Wednesday, July 18, 2012

Ps. 55.3 (the voice of the wicked)

I am distraught
from the voice / of my enemy
from the threat / of the wicked
for they / move evil / over on me
and hunt me down / in wrath.

As in nearly every single description of personal enemies, the threat they pose to the psalmist is framed, initially, in terms of their speech (“the voice…from the threat of the wicked”). It then progresses into seemingly more dire directions: “terror of death…” (vs. 4); “battle against me” (vs. 18). We have seen this before. There is clearly some very close connection between these verbal threats and the sense that the enemy is waging war against the psalmist. It may be that the enemy is robbing the psalmist of his ‘glory’, his authority within the community that keeps the forces of chaos and destruction at bay. If this is the case, it is a type of stripping and exposing of the psalmist to very real threats. In other words, without any other ‘police force’, it is the communal perception of a person (that person’s glory or authority or weight) that protects that person from exploitation. When that perception is attacked, the person is attacked. As admittedly speculative as this is, it would seem to cohere with the utter desperation of the psalmist.
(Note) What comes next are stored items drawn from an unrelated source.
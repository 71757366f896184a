//! Manage-items page hosting the three stock workflows as tabs.

use leptos::prelude::*;

use crate::pages::add_new_item::AddNewItemTab;
use crate::pages::cycle_count::CycleCountTab;
use crate::pages::delete_item::DeleteItemTab;
use crate::state::auth::AuthState;
use crate::state::catalog::CatalogState;
use crate::state::toasts::ToastsState;

#[derive(Clone, Copy, Debug, Default, PartialEq, Eq)]
enum Tab {
    #[default]
    CycleCount,
    AddNewItem,
    DeleteItem,
}

/// Tab strip switching between cycle count, add item, and delete item.
#[component]
pub fn ManageItemsPage() -> impl IntoView {
    let auth = expect_context::<RwSignal<AuthState>>();
    let catalog = expect_context::<RwSignal<CatalogState>>();
    let toasts = expect_context::<RwSignal<ToastsState>>();

    // The forms all need the room and item catalogs.
    #[cfg(feature = "hydrate")]
    Effect::new(move || {
        if auth.get().is_authenticated() && catalog.get_untracked().items.is_empty() {
            super::load_catalog(auth, catalog, toasts);
        }
    });
    #[cfg(not(feature = "hydrate"))]
    let _ = (auth, catalog, toasts);

    let tab = RwSignal::new(Tab::default());

    view! {
        <div class="manage-page">
            <nav class="manage-page__tabs">
                <button
                    class="tab"
                    class:tab--active=move || tab.get() == Tab::CycleCount
                    on:click=move |_| tab.set(Tab::CycleCount)
                >
                    "Cycle Count"
                </button>
                <button
                    class="tab"
                    class:tab--active=move || tab.get() == Tab::AddNewItem
                    on:click=move |_| tab.set(Tab::AddNewItem)
                >
                    "Add New Item"
                </button>
                <button
                    class="tab"
                    class:tab--active=move || tab.get() == Tab::DeleteItem
                    on:click=move |_| tab.set(Tab::DeleteItem)
                >
                    "Delete Item"
                </button>
            </nav>
            {move || match tab.get() {
                Tab::CycleCount => view! { <CycleCountTab/> }.into_any(),
                Tab::AddNewItem => view! { <AddNewItemTab/> }.into_any(),
                Tab::DeleteItem => view! { <DeleteItemTab/> }.into_any(),
            }}
        </div>
    }
}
And, it could perhaps account for the fact that the verse moves between vocal dangers and more seemingly ‘real’ dangers: “voice—threat—evil—hunt me down”. One final note, and it is not uncommon: the wicked are predatory, they “hunt down” the righteous. In other psalms they are compared to ravenous lions and motley hounds. Their desire is, often, to ‘tear apart’. This is the arena inhabited by the psalmist: not only suffering from ‘threats’ but hunted, burdened by the evil being ‘moved over him’.